Enfin, alors que l’on proposait d’obliger les soldats à couper les cheveux que l’on portait longs, noués sur le dos en une très longue tressée huilée et durcie, de manière à protéger contre les coups de sabre sur la nuque, on y renonce finalement : cette tradition est encore trop fortement ancrée dans l’armée et ce n’est qu’au milieu de l’Empire qu’on la prohibe, au prix de crises de larmes parmi les vieux soldats.

Cet uniforme est donc le résultat d’un équilibre subtil entre des impératifs contradictoires : adaptation climatique bien évidemment, mais aussi désir de modernité de la tenue, volonté de mimer les tenues locales sans perdre l’air martial du soldat européen, enfin, nécessité de confectionner assez rapidement des tenues peu coûteuses. Fruit des premières expériences de terrain, la confection de l’uniforme devient ainsi une science de l’exploration, née dans l’exploration même : au lieu d’une étude préalable, ce n’est qu’après les premiers contretemps et les premières impressions d’exploration en Égypte qu’elle est dessinée. Elle reflète à cet égard les principaux points qui ont pu traumatiser ou fasciner l’armée ; la chaleur certes mais aussi les ophtalmies d’un côté, auxquels répondent des innovations soit inspirées d’usages locaux d’une part, comme par exemple le pantalon ample, soit issues d’une reprise d’essais européens remis au goût du jour d’autre part, comme le casque à visière. Elle est donc l’image d’une terre dont on débute l’exploration, sans savoir ce qu’il va en ressortir, dont on imite les usages sans vouloir capituler son identité. Entre science et habitudes, cet uniforme est donc un premier effort d’acclimatation.
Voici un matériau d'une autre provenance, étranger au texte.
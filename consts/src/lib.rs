// SPDX-FileCopyrightText: 2024 Foundation Devices, Inc. <hello@foundation.xyz>
// SPDX-License-Identifier: GPL-3.0-or-later

#![no_std]

/// Total size of the program flash in bytes (128 KiB).
/// Addresses above 64 KiB need RAMPZ for ELPM and SPM, but the program counter
/// still fits in 16 bits because it counts words.
pub const FLASH_SIZE: u32 = 0x2_0000;

/// Size in bytes of one flash page, the erase and write granularity.
pub const PAGE_SIZE: usize = 256;

/// Value of an erased flash byte. Partial pages are padded with it.
pub const ERASED_BYTE: u8 = 0xFF;

/// First byte of the boot section (BOOTSZ = 1024 words).
/// This is also the end of the application section.
pub const BOOT_SECTION_START: u32 = 0x1_F800;

/// One past the last byte of the boot section.
pub const BOOT_SECTION_END: u32 = FLASH_SIZE;

/// First byte scanned for the factory self-programming sequence.
pub const SCAN_START: u32 = BOOT_SECTION_START;

/// One past the last byte scanned for the factory self-programming sequence.
/// The last word of flash is never part of a match.
pub const SCAN_END: u32 = 0x1_FFFE;

/// Page that receives the guard copy of the sequence before anything else is erased.
/// It is the highest page of the boot section.
pub const GUARD_PAGE: u32 = BOOT_SECTION_END - PAGE_SIZE as u32;

/// Width of the return address pushed by `call`, `ret` and interrupts, in bytes.
pub const PC_BYTES: u8 = 2;

/// I/O address of SPMCSR (store program memory control and status register).
pub const SPMCSR_IO: u8 = 0x37;

/// Data-space alias of SPMCSR, the operand of the factory `sts` instruction.
pub const SPMCSR_MEM: u16 = SPMCSR_IO as u16 + 0x20;

/// I/O address of RAMPZ, the extended Z pointer used by ELPM and SPM.
pub const RAMPZ_IO: u8 = 0x3B;

/// I/O address of SREG.
pub const SREG_IO: u8 = 0x3F;

/// I/O addresses of the stack pointer.
pub const SPL_IO: u8 = 0x3D;
pub const SPH_IO: u8 = 0x3E;

/// Timer 0 and pin-change interrupt registers touched by the timer armer.
/// `_IO` registers are reachable with `in`/`out`, `_MEM` ones only through data space.
pub const TCCR0A_IO: u8 = 0x24;
pub const TCCR0B_IO: u8 = 0x25;
pub const TCNT0_IO: u8 = 0x26;
pub const OCR0B_IO: u8 = 0x28;
pub const TIFR0_IO: u8 = 0x15;
pub const PCIFR_IO: u8 = 0x1B;
pub const TIMSK0_MEM: u16 = 0x6E;
pub const PCICR_MEM: u16 = 0x68;

/// Watchdog control register (data space).
pub const WDTCSR_MEM: u16 = 0x60;

/// Watchdog periods in ms, indexed by the WDP3..0 selection.
pub const WATCHDOG_PERIODS_MS: [u16; 10] = [16, 32, 64, 125, 250, 500, 1_000, 2_000, 4_000, 8_000];

/// WDP3..0 bits of WDTCSR selecting a period of exactly `ms`, if the watchdog has one.
pub const fn watchdog_prescaler(ms: u16) -> Option<u8> {
    let mut i = 0;
    while i < WATCHDOG_PERIODS_MS.len() {
        if WATCHDOG_PERIODS_MS[i] == ms {
            let i = i as u8;
            // WDP3 sits apart from WDP2..0, at bit 5.
            return Some((i & 0x07) | ((i & 0x08) << 2));
        }
        i += 1;
    }
    None
}

/// Cycles from starting timer 0 until the `spm` of an `sts SPMCSR, Rr ; spm` sequence retires.
/// Measured on the leap sequence with a 16-bit program counter. Re-measure when the leap
/// instruction sequence or the target changes.
pub const LEAP_CYCLES_STS: u8 = 39;

/// Same as [`LEAP_CYCLES_STS`] for an `out SPMCSR, Rr ; spm` sequence.
/// `out` takes one cycle less than `sts`.
pub const LEAP_CYCLES_OUT: u8 = LEAP_CYCLES_STS - 1;

/// Bits of the lock byte that gate self-programming (LB1/2, BLB01/02, BLB11/12).
pub const LOCK_BITS_MASK: u8 = 0x3F;

/// Lock byte pattern of a device whose lock bits are all unprogrammed.
pub const LOCK_BITS_UNLOCKED: u8 = 0x3F;

/// CPU clock of the reference board.
pub const CPU_FREQUENCY_HZ: u32 = 16_000_000;

/// UART baud rate of the status and block-upload link.
pub const UART_BAUD: u32 = 38_400;

/// How long the updater waits for a block-upload command before falling back to the
/// built-in image.
pub const SESSION_TIMEOUT_MS: u16 = 2_000;

/// Watchdog period while the updater works. A leap that never comes back resets the device.
/// Must be one of [`WATCHDOG_PERIODS_MS`]. The watchdog is fed after every leap and while
/// waiting on the link, so it only has to outlast one page operation.
pub const HANG_GUARD_TIMEOUT_MS: u16 = 250;

/// Identification string returned on `S` and sent after a successful rewrite.
pub const IDENTIFIER: &str = "AVRBOOT";

#[cfg(test)]
mod tests {
    use super::*;

    #[test]
    fn hang_guard_is_a_watchdog_period() {
        assert_eq!(watchdog_prescaler(HANG_GUARD_TIMEOUT_MS), Some(0x04));
    }

    #[test]
    fn long_periods_set_wdp3() {
        assert_eq!(watchdog_prescaler(16), Some(0x00));
        assert_eq!(watchdog_prescaler(2_000), Some(0x07));
        assert_eq!(watchdog_prescaler(4_000), Some(0x20));
        assert_eq!(watchdog_prescaler(8_000), Some(0x21));
    }

    #[test]
    fn other_periods_are_refused() {
        assert_eq!(watchdog_prescaler(0), None);
        assert_eq!(watchdog_prescaler(15), None);
        assert_eq!(watchdog_prescaler(200), None);
    }
}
Cette tenue sera en partie amendée au fur et à mesure que de nouvelles découvertes sont faites, non sans déconvenues étonnantes. Alors que 10 000 tenues sont confectionnées en l’espace d’un mois, il faut rapidement commander des manteaux supplémentaires, car les nuits dans le désert ont révélé des chutes de températures auxquelles la légère veste en coton n’oppose qu’une trop faible protection. Ces changements brusques ne sont pas sans perturber les organismes européens déjà soumis à rude épreuve, alors que l’hiver approche. Ce sont 21 300 manteaux de grosse toile qui sont commandés, ce qui crée une rupture de stock sur le marché égyptien. Quant au pantalon-guêtres, il se révèle fort peu pratique à l’exercice, d’où un retour rapide à un pantalon court à demi-guêtres.

Véritable expérimentation permanente, la tenue de l’armée d’Égypte ne cesse alors d’évoluer, au gré des besoins et des nécessités : des vestes de couleurs de plus en plus variées sont adoptées après que le manque d’indigo a imposé de renoncer à l’uniformité de la veste bleue, dont la couleur est encore très récente dans les armées françaises.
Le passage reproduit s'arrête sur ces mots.